In interviews Caroline Crommelin also made clear that she ‘undertakes, when required, to furnish a whole or any part of a house, either going with the customer to different firms or selecting for them’ and ‘does not confine herself to decorative work alone, and will put up blinds or attend to the whitewashing of a ceiling with the most professional alacrity’.
Both Caroline and Florence were supporters of the campaign to give the vote to women householders and were keen to see women’s advancements in the professions – particularly as architects.

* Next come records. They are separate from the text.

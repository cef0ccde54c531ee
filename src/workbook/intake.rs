// ==========================================
// 批量抄表工作台 - 工作簿导入校验
// ==========================================
// 职责: 表头定位与校验、逐行检查、产出候选读数与跳过摘要
// 约定:
// - 表头行按内容定位（说明块在上方）；四列缺一 → 整文件拒绝
// - 行级失败只丢弃该行并记录原因，不中断导入
// - 摘要最多展示前 5 条跳过明细
// ==========================================

use crate::domain::BulkReadingRow;
use crate::workbook::error::{WorkbookError, WorkbookResult};
use crate::workbook::{HEADER_ELECTRICITY, HEADER_NOTES, HEADER_UNIT_NO, HEADER_WATER, HEADERS};
use std::collections::HashMap;

/// 跳过摘要展示的明细上限
const SKIP_DETAIL_LIMIT: usize = 5;

// ==========================================
// 导入结果结构
// ==========================================

/// 候选读数（校验通过的一行）
#[derive(Debug, Clone, PartialEq)]
pub struct CandidateReading {
    /// 源文件行号（1 起）
    pub row_number: usize,
    pub unit_id: String,
    pub unit_no: String,
    /// 电表读数（该列留空则为 None）
    pub electricity: Option<f64>,
    /// 水表读数
    pub water: Option<f64>,
    /// 备注
    pub notes: Option<String>,
}

/// 被跳过的行
#[derive(Debug, Clone, PartialEq)]
pub struct SkippedRow {
    pub row_number: usize,
    pub unit_no: String,
    pub reason: String,
}

/// 导入结果
#[derive(Debug, Clone, Default)]
pub struct ImportOutcome {
    pub candidates: Vec<CandidateReading>,
    pub skipped: Vec<SkippedRow>,
}

impl ImportOutcome {
    /// 人读摘要: 导入/跳过计数 + 前 5 条跳过明细
    pub fn summary(&self) -> String {
        let mut lines = vec![format!(
            "导入 {} 行，跳过 {} 行",
            self.candidates.len(),
            self.skipped.len()
        )];
        for skip in self.skipped.iter().take(SKIP_DETAIL_LIMIT) {
            lines.push(format!(
                "  第{}行 [{}]: {}",
                skip.row_number, skip.unit_no, skip.reason
            ));
        }
        if self.skipped.len() > SKIP_DETAIL_LIMIT {
            lines.push(format!(
                "  …另有 {} 行未展示",
                self.skipped.len() - SKIP_DETAIL_LIMIT
            ));
        }
        lines.join("\n")
    }
}

// ==========================================
// 表头定位
// ==========================================

/// 表头列位置
#[derive(Debug, Clone)]
struct HeaderColumns {
    unit_no: usize,
    electricity: usize,
    water: usize,
    notes: usize,
}

// ==========================================
// WorkbookIntake
// ==========================================

pub struct WorkbookIntake;

impl WorkbookIntake {
    /// 在原始行中定位表头行
    ///
    /// # 返回
    /// - Ok((行下标, 列位置)): 找到包含全部四个表头的行
    /// - Err(InvalidTemplate): 任何行都不完整 → 拒绝整个文件
    fn locate_header(rows: &[Vec<String>]) -> WorkbookResult<(usize, HeaderColumns)> {
        for (idx, row) in rows.iter().enumerate() {
            let find = |header: &str| row.iter().position(|cell| cell == header);
            if let (Some(unit_no), Some(electricity), Some(water), Some(notes)) = (
                find(HEADER_UNIT_NO),
                find(HEADER_ELECTRICITY),
                find(HEADER_WATER),
                find(HEADER_NOTES),
            ) {
                return Ok((
                    idx,
                    HeaderColumns {
                        unit_no,
                        electricity,
                        water,
                        notes,
                    },
                ));
            }
        }
        Err(WorkbookError::InvalidTemplate(HEADERS.join("、")))
    }

    /// 解析读数单元格
    ///
    /// # 返回
    /// - Ok(None): 留空
    /// - Ok(Some(v)): 非负数值
    /// - Err(原因): 非数字或负数
    fn parse_value(cell: Option<&String>) -> Result<Option<f64>, String> {
        let raw = cell.map(|s| s.trim()).unwrap_or("");
        if raw.is_empty() {
            return Ok(None);
        }
        let value: f64 = raw
            .parse()
            .map_err(|_| "读数不是有效数字".to_string())?;
        if value < 0.0 {
            return Err("读数不能为负数".to_string());
        }
        Ok(Some(value))
    }

    /// 校验导入的原始行并产出候选读数
    ///
    /// # 逐行规则（任一失败即丢弃该行并计入摘要）
    /// 1. 单元编号留空 → 静默跳过（不计入摘要）
    /// 2. 电/水读数须为非负数值（留空允许）
    /// 3. 两列均留空 → 静默跳过
    /// 4. 单元编号须与当前行集精确匹配
    /// 5. 本期已有读数的单元 → 跳过并记录原因
    ///
    /// # 参数
    /// - raw_rows: 解析器输出的按位置原始行
    /// - session_rows: 当前会话行集（按单元编号索引）
    pub fn collect(
        raw_rows: &[Vec<String>],
        session_rows: &[BulkReadingRow],
    ) -> WorkbookResult<ImportOutcome> {
        if raw_rows.is_empty() {
            return Err(WorkbookError::EmptyWorkbook);
        }

        let (header_idx, columns) = Self::locate_header(raw_rows)?;

        let by_unit_no: HashMap<&str, &BulkReadingRow> = session_rows
            .iter()
            .map(|r| (r.unit_no.as_str(), r))
            .collect();

        let mut outcome = ImportOutcome::default();

        for (offset, row) in raw_rows[header_idx + 1..].iter().enumerate() {
            let row_number = header_idx + offset + 2; // 1 起、含表头行

            // 规则 1: 单元编号留空 → 静默跳过
            let unit_no = row
                .get(columns.unit_no)
                .map(|s| s.trim())
                .unwrap_or("");
            if unit_no.is_empty() {
                continue;
            }

            // 规则 2: 读数解析
            let electricity = match Self::parse_value(row.get(columns.electricity)) {
                Ok(v) => v,
                Err(reason) => {
                    outcome.skipped.push(SkippedRow {
                        row_number,
                        unit_no: unit_no.to_string(),
                        reason,
                    });
                    continue;
                }
            };
            let water = match Self::parse_value(row.get(columns.water)) {
                Ok(v) => v,
                Err(reason) => {
                    outcome.skipped.push(SkippedRow {
                        row_number,
                        unit_no: unit_no.to_string(),
                        reason,
                    });
                    continue;
                }
            };

            // 规则 3: 两列均留空 → 静默跳过
            if electricity.is_none() && water.is_none() {
                continue;
            }

            // 规则 4: 单元编号精确匹配
            let Some(session_row) = by_unit_no.get(unit_no) else {
                outcome.skipped.push(SkippedRow {
                    row_number,
                    unit_no: unit_no.to_string(),
                    reason: "单元编号不存在".to_string(),
                });
                continue;
            };

            // 规则 5: 本期已抄表 → 跳过
            if session_row.has_any_reading() {
                outcome.skipped.push(SkippedRow {
                    row_number,
                    unit_no: unit_no.to_string(),
                    reason: "该单元本期已有抄表记录".to_string(),
                });
                continue;
            }

            let notes = row
                .get(columns.notes)
                .map(|s| s.trim())
                .filter(|s| !s.is_empty())
                .map(|s| s.to_string());

            outcome.candidates.push(CandidateReading {
                row_number,
                unit_id: session_row.unit_id.clone(),
                unit_no: unit_no.to_string(),
                electricity,
                water,
                notes,
            });
        }

        tracing::info!(
            "工作簿导入校验完成: candidates={}, skipped={}",
            outcome.candidates.len(),
            outcome.skipped.len()
        );
        Ok(outcome)
    }
}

In 1895 Caroline Crommelin married Robert Barton Shaw, nephew of a former Recorder of Dublin, who in the 1901 census return is described as an estate agent. I wonder if his wife helped in ‘beautifying’ houses he had for sale? In 1901 they were living at 50 Morpeth Mansions, Morpeth Terrace. Caroline in this census return is described as an ’employer’. Florence lived close by -in 1891 at 3 Morpeth Terrace. However hers was to be a short-lived career – she died in 1895, aged only 37, a few months before her sister’s marriage. In the 1889 Penny Paper interview Florence was quoted as saying ‘I believe everybody is happier for working. It carries one into a new life, and one does not have time to think of being ill’. In the light of her early death this has a certain poignancy, suggesting she may have had a chronic illness to overcome.

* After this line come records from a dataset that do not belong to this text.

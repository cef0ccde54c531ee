// ==========================================
// 批量抄表工作台 - 工作簿模块错误类型
// ==========================================
// 工具: thiserror 派生宏
// ==========================================

use thiserror::Error;

/// 工作簿模块错误类型
#[derive(Error, Debug)]
pub enum WorkbookError {
    // ===== 文件相关错误 =====
    #[error("文件不存在: {0}")]
    FileNotFound(String),

    #[error("文件格式不支持: {0}（仅支持 .xlsx/.xls/.csv）")]
    UnsupportedFormat(String),

    #[error("Excel 解析失败: {0}")]
    ExcelParseError(String),

    #[error("CSV 解析失败: {0}")]
    CsvParseError(String),

    #[error("Excel 写入失败: {0}")]
    ExcelWriteError(String),

    // ===== 模板结构错误 =====
    /// 找不到包含全部必需表头的行 → 整个文件按无效格式拒绝
    #[error("文件格式不正确：缺少必需的表头（{0}）")]
    InvalidTemplate(String),

    #[error("文件无数据行")]
    EmptyWorkbook,
}

/// Result 类型别名
pub type WorkbookResult<T> = Result<T, WorkbookError>;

Caroline carried on the business on her own and in 1903 teamed up with her sister, May, to write a chapter on ‘Furniture and Decoration’ in Some Arts and Crafts (ed Ethel Mckenna), published in The Woman’s Library series by Chapman & Hall. In this they ran through the various periods of furniture and room design but did not bother to disguise their support for one style in particular. ‘Anyone of artistic feeling is sensible of a singular sense of well-being on entering a genuine Queen Anne sitting-room. If analysed, the sensation will be found to arise from an instantaneous inner perception that all is in just proportion. The height and size of the room obey accurate laws. Its ceiling is relieved by geometrical designs. The walls are half-wainscoted; the polished floor shows up the tapestry-like carpet in the centre. The ornaments of furniture and general decoration are neither profuse, grotesque, nor severe. In all, the fatal “too much” is avoided.’
Caroline Crommelin (or, rather, Mrs Barton Shaw) died at 18 Albion Place, Ramsgate on 1 February 1910.